SUPPLIED RECORDS
□ □ □
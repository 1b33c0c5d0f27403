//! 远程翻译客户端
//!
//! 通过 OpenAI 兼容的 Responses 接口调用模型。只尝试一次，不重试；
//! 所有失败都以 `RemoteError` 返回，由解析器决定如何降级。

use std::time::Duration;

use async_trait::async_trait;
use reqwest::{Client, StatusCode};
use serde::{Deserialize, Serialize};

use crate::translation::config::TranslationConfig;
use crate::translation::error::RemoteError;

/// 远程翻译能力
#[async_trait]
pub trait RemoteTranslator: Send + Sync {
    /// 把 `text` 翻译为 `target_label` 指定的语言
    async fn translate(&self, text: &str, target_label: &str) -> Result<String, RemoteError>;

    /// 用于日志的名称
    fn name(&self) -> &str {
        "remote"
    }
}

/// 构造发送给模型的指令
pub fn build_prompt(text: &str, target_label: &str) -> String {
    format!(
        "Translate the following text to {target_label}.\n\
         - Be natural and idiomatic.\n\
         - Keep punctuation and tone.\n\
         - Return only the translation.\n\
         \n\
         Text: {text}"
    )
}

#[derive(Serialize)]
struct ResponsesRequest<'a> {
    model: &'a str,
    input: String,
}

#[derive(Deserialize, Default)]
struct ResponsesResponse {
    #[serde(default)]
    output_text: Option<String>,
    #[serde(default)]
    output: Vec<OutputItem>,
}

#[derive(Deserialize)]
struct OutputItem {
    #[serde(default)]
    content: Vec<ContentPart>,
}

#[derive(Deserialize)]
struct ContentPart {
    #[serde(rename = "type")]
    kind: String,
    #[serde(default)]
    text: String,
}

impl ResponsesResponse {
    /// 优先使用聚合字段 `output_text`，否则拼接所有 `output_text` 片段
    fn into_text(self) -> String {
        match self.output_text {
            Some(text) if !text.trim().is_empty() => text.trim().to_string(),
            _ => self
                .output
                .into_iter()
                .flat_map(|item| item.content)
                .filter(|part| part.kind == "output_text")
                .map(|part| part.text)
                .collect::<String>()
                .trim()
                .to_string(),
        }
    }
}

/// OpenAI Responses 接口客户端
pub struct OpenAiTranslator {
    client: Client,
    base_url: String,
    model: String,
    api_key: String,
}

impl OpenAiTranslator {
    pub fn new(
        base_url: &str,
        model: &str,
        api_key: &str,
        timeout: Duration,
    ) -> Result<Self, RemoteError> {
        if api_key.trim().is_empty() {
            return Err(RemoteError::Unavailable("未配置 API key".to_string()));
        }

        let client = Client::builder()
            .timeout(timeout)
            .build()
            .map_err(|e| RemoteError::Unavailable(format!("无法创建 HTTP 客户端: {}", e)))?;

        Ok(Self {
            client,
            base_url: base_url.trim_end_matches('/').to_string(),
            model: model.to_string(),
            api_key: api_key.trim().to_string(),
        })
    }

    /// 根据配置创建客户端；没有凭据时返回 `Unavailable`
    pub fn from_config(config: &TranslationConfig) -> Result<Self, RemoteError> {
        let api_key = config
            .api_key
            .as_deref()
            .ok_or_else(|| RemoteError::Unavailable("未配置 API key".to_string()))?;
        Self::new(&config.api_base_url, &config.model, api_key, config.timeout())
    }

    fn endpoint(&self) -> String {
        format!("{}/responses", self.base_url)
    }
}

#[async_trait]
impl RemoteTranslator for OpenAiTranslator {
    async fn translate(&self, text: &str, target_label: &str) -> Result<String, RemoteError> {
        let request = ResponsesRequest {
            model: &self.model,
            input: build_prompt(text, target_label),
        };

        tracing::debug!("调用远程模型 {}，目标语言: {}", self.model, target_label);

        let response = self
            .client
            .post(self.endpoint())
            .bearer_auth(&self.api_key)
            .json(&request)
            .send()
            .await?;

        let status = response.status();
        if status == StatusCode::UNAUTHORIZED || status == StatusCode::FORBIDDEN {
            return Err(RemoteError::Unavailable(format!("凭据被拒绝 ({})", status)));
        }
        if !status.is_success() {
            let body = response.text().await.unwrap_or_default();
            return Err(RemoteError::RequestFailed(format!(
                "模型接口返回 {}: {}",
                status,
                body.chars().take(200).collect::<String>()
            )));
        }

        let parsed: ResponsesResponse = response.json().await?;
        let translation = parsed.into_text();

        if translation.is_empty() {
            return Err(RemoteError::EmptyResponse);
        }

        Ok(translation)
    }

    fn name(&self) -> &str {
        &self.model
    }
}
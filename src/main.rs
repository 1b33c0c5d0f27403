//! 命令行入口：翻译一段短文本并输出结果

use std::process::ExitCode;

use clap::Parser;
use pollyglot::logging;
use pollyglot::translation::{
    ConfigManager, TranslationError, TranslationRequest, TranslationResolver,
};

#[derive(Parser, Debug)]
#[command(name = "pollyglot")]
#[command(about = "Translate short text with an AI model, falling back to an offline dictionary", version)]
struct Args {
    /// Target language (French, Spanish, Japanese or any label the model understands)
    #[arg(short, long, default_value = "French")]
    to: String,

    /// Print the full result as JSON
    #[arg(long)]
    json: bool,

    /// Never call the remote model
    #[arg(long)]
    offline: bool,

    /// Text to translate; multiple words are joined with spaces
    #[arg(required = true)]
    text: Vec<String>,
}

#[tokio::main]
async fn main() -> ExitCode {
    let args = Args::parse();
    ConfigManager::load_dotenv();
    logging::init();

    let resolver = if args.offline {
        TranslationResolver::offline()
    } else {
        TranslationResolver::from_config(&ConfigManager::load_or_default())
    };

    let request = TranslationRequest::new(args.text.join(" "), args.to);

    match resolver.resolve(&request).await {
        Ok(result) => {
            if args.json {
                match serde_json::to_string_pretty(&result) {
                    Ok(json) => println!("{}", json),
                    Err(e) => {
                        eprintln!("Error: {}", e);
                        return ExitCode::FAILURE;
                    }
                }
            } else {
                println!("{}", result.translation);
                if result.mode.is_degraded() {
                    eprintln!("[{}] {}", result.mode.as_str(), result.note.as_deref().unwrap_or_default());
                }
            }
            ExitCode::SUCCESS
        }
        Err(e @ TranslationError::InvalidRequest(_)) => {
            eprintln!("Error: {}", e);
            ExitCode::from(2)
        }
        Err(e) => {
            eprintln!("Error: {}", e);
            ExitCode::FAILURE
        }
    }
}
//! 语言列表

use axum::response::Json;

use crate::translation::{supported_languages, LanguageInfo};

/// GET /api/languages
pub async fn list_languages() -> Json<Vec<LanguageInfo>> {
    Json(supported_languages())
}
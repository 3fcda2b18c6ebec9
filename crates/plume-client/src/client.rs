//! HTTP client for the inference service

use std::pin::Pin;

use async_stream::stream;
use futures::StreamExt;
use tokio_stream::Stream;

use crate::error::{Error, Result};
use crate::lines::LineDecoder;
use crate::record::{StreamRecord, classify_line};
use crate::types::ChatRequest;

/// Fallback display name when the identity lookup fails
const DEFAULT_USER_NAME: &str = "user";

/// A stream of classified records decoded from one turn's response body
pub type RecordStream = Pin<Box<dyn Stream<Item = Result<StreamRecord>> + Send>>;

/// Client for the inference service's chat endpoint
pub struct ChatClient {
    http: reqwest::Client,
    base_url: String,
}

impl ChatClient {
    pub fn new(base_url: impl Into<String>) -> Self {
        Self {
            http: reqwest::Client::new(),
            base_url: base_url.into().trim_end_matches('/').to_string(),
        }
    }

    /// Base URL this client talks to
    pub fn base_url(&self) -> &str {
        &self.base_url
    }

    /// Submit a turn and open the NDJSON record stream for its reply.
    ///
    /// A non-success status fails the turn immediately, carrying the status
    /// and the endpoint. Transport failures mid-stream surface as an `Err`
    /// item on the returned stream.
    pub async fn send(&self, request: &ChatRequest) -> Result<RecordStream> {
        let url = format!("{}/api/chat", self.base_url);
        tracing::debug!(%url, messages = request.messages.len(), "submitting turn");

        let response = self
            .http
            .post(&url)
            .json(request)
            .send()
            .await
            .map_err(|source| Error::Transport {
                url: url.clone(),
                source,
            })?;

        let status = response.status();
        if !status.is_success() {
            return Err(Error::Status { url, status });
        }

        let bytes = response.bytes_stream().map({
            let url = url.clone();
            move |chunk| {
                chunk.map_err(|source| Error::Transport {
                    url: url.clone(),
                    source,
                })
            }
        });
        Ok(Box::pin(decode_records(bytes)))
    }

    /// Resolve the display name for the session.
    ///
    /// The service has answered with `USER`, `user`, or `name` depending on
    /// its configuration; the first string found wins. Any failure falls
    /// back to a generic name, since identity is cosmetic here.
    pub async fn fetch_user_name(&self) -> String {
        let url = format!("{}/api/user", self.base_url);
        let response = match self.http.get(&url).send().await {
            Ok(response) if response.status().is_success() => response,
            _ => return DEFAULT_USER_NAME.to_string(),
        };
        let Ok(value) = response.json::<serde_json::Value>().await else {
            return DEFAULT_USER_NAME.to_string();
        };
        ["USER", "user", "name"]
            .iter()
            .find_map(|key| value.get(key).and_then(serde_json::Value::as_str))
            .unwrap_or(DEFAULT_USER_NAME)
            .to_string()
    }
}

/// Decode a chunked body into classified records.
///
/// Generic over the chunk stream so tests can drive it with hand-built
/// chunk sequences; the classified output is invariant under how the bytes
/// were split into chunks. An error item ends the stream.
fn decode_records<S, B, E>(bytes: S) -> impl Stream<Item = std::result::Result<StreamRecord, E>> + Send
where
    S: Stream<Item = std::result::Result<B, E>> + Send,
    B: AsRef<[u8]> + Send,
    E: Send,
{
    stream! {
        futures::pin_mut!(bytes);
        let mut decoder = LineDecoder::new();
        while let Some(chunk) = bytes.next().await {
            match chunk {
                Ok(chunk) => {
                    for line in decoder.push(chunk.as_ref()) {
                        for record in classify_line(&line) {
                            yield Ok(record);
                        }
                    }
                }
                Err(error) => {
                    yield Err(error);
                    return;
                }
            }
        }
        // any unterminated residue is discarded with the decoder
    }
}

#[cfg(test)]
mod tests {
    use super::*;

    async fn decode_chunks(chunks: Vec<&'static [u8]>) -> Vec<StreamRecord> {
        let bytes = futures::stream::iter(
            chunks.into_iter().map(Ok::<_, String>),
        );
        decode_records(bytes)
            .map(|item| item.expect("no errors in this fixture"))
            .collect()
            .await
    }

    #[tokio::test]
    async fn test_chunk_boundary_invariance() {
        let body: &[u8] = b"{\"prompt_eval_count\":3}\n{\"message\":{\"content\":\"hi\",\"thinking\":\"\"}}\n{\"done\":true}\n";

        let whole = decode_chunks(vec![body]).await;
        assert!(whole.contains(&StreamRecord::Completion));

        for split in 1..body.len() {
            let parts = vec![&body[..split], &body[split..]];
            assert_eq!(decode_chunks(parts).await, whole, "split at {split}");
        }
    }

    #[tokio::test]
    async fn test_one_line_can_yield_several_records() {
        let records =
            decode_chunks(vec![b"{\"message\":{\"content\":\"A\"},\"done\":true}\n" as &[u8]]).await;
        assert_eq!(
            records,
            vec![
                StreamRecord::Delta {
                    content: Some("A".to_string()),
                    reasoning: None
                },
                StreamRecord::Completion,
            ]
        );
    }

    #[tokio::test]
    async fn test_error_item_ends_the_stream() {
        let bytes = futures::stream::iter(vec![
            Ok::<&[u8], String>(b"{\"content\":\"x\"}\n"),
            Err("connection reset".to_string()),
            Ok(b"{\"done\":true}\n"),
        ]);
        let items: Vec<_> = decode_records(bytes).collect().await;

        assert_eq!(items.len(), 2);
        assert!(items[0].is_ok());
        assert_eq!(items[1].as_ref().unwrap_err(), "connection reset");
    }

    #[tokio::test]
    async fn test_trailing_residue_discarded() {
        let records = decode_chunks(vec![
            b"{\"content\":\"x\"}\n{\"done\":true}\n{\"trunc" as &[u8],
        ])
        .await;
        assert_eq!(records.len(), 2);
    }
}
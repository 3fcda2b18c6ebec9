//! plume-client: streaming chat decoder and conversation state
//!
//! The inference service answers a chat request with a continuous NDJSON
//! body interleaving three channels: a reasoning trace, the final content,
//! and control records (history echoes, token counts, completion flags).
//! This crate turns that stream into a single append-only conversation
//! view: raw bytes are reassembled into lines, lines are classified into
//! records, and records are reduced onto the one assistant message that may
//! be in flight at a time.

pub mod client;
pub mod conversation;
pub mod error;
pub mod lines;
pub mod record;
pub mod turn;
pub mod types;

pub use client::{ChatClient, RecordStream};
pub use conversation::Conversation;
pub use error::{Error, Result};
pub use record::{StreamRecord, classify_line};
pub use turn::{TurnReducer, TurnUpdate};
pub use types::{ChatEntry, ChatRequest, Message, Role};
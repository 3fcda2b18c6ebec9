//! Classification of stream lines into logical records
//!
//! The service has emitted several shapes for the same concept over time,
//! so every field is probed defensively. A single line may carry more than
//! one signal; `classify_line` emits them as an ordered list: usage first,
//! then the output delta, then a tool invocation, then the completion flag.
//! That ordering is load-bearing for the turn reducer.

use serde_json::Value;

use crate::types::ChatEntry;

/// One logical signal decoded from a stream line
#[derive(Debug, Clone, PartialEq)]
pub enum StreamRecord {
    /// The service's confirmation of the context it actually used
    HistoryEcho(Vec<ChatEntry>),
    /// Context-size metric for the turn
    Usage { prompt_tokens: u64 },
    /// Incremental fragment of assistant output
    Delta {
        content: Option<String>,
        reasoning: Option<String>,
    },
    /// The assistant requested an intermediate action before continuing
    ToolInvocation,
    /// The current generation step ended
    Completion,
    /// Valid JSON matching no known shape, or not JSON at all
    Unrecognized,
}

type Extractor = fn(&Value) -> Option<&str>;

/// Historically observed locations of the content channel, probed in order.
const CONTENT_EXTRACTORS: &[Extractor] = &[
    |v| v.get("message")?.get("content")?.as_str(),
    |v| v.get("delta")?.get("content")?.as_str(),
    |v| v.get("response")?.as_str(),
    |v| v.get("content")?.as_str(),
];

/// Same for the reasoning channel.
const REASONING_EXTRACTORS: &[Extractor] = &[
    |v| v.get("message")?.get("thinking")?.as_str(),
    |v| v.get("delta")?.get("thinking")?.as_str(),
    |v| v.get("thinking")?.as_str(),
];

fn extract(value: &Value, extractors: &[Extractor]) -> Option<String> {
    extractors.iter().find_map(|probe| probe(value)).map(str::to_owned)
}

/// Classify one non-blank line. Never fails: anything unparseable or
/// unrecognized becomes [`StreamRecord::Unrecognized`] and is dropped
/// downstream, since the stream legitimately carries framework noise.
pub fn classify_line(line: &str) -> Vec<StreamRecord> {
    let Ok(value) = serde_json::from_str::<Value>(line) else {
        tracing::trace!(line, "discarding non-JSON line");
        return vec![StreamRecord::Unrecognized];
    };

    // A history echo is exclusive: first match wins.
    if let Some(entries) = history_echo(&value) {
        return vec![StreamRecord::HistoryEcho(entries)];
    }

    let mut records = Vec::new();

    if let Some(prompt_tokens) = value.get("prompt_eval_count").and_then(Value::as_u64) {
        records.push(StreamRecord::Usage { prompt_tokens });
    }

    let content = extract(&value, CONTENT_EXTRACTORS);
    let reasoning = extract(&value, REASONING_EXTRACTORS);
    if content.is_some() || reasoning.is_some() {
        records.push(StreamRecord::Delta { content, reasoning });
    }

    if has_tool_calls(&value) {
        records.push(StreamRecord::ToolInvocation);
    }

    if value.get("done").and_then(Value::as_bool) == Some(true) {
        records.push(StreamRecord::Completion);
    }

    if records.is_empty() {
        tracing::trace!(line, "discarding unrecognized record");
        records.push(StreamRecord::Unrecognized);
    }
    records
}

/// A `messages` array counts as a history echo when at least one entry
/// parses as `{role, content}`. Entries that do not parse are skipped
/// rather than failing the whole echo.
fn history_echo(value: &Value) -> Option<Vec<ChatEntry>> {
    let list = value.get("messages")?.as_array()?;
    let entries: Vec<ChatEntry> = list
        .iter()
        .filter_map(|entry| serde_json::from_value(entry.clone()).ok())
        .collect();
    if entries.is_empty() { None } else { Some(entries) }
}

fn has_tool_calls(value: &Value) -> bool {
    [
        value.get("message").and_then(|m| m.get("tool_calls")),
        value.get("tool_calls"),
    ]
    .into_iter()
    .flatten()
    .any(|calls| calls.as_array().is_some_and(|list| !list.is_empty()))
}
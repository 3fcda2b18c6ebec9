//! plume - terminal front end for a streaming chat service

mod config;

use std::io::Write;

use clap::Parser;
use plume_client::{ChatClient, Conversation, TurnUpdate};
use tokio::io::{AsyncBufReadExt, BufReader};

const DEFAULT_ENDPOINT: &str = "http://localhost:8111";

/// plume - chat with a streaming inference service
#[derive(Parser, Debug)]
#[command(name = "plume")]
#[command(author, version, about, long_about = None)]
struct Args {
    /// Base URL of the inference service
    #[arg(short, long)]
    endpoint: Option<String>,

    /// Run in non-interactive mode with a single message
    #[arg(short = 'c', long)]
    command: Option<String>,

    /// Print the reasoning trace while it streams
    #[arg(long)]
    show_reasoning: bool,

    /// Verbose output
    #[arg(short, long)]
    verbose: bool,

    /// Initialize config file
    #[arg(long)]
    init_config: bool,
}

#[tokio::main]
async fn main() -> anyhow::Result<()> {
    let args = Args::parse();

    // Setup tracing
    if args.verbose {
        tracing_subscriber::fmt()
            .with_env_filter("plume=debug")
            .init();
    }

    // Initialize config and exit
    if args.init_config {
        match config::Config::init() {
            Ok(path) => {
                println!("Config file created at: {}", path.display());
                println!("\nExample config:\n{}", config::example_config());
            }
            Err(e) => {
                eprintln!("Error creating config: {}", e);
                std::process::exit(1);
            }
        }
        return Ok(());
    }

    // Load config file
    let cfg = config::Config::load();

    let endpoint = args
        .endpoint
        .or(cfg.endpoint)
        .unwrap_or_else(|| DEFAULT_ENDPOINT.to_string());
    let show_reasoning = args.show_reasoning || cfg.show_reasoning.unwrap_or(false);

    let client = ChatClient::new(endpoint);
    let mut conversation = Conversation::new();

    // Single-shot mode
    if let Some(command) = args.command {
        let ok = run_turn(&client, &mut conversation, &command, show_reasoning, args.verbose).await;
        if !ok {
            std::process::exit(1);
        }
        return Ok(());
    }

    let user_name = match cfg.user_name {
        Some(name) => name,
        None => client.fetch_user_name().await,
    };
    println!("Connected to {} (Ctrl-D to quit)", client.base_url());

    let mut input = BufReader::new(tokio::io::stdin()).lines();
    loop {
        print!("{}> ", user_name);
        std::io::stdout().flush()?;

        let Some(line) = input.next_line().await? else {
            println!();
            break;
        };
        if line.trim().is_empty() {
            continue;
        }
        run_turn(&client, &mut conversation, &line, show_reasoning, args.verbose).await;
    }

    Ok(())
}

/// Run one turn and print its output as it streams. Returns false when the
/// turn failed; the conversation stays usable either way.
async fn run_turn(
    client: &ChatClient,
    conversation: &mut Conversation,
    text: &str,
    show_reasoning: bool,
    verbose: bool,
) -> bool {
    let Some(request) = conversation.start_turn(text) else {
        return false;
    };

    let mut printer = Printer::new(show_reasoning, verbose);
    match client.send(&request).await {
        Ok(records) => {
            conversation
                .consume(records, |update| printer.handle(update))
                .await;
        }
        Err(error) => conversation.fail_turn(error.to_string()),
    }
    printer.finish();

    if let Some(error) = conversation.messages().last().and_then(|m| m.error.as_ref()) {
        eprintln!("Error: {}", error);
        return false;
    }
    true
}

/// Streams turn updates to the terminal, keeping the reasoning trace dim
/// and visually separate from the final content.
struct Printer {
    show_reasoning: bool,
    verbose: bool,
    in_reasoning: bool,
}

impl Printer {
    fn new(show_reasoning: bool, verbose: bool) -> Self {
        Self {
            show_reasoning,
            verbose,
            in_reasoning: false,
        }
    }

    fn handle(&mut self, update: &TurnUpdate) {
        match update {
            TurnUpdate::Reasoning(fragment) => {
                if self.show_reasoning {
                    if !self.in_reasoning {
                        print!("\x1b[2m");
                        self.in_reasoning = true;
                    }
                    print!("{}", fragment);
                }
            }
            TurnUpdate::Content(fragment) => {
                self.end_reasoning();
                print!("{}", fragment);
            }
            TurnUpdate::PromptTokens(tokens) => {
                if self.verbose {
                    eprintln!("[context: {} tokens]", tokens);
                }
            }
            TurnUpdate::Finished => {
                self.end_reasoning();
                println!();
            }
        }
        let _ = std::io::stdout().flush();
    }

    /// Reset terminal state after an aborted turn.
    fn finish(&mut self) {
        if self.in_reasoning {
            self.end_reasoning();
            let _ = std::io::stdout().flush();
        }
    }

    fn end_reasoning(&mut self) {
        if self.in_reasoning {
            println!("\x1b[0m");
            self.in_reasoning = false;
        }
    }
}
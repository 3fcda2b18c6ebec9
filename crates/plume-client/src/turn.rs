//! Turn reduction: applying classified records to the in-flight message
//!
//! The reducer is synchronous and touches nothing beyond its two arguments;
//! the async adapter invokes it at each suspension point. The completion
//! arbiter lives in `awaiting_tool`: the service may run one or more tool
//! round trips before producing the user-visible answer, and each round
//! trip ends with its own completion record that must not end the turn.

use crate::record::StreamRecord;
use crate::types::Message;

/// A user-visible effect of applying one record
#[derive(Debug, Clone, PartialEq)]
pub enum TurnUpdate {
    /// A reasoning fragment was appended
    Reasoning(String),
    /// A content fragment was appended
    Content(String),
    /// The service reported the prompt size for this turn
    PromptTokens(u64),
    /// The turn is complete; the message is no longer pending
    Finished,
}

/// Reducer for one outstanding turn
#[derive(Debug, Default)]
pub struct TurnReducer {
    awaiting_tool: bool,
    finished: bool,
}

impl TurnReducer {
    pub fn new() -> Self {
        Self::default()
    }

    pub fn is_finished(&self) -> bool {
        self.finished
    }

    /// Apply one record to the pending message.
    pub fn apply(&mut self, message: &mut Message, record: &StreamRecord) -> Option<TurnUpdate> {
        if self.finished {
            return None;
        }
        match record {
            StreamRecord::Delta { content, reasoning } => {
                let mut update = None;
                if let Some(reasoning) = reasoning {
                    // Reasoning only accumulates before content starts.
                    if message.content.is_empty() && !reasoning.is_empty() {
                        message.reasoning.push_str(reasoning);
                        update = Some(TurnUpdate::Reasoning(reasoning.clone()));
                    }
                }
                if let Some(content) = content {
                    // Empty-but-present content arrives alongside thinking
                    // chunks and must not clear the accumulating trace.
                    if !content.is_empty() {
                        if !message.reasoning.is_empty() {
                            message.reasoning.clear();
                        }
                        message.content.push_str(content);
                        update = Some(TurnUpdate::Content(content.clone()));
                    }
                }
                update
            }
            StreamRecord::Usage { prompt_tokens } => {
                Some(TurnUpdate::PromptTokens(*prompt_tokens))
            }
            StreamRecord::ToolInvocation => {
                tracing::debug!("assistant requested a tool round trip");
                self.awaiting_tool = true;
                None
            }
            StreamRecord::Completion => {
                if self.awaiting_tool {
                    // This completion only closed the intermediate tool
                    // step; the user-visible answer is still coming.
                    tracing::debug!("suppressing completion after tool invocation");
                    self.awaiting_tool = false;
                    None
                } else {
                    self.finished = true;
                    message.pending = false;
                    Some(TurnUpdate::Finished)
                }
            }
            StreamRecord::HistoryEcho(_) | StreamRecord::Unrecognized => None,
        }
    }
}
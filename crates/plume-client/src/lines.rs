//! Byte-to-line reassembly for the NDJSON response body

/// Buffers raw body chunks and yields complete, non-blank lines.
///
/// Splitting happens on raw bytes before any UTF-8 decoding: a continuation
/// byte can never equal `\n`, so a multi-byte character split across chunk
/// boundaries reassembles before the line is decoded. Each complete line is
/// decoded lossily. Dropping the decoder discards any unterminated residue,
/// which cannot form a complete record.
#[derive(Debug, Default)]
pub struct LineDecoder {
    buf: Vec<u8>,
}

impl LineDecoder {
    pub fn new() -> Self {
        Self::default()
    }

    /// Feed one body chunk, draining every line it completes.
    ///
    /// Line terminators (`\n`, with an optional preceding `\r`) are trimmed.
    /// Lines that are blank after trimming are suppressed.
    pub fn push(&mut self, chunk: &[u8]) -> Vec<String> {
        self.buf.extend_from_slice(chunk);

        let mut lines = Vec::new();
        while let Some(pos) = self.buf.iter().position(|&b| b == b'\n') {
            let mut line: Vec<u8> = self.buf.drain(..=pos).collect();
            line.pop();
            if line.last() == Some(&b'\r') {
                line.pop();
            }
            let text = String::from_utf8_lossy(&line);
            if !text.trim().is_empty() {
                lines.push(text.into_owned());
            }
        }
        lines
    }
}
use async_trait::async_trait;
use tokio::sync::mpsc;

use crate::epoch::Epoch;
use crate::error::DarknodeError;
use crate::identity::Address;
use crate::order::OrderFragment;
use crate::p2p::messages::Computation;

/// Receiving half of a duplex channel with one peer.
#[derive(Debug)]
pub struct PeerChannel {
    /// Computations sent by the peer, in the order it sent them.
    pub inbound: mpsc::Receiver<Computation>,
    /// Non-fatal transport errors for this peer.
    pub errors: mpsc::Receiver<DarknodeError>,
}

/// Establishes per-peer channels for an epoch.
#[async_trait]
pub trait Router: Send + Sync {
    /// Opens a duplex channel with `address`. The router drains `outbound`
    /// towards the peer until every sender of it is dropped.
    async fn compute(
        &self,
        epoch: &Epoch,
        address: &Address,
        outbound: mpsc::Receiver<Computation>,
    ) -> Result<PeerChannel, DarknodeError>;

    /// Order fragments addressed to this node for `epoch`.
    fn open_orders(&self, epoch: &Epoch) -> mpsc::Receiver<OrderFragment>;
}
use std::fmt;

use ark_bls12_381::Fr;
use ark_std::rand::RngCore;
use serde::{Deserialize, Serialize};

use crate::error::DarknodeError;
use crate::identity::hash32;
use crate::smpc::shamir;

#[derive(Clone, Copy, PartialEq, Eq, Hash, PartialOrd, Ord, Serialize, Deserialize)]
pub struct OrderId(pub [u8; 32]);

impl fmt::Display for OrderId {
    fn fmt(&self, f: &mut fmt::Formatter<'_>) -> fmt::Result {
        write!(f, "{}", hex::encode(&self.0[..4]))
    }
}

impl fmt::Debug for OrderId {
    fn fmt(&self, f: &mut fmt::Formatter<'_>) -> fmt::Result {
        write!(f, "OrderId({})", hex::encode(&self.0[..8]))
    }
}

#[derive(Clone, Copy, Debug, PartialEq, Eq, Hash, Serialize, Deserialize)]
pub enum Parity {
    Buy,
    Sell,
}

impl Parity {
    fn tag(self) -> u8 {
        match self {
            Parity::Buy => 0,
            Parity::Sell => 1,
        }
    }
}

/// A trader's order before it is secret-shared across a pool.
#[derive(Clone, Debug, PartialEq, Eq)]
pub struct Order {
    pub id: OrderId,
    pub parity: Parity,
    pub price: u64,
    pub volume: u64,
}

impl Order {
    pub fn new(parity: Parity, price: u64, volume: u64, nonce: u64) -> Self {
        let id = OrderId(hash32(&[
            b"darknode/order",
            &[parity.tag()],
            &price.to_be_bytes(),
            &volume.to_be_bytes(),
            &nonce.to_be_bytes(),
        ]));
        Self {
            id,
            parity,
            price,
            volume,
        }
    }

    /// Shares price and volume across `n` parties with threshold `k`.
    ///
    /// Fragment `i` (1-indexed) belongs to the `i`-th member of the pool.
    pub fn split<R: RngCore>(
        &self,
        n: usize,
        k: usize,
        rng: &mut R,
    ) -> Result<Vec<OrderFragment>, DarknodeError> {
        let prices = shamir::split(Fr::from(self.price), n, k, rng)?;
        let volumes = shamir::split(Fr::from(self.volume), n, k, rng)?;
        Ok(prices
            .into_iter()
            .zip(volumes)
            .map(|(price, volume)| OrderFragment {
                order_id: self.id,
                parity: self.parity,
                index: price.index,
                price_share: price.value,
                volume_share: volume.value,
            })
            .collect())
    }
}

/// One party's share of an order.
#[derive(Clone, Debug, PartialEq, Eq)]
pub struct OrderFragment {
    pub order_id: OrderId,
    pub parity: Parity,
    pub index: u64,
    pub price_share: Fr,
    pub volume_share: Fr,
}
□ □ □
REQUIRED WORK
Go through the material above, and wherever a line contains the string "encode", return it.

EXERCISE OUTPUT
        write!(f, "{}", hex::encode(&self.0[..4]))
        write!(f, "OrderId({})", hex::encode(&self.0[..8]))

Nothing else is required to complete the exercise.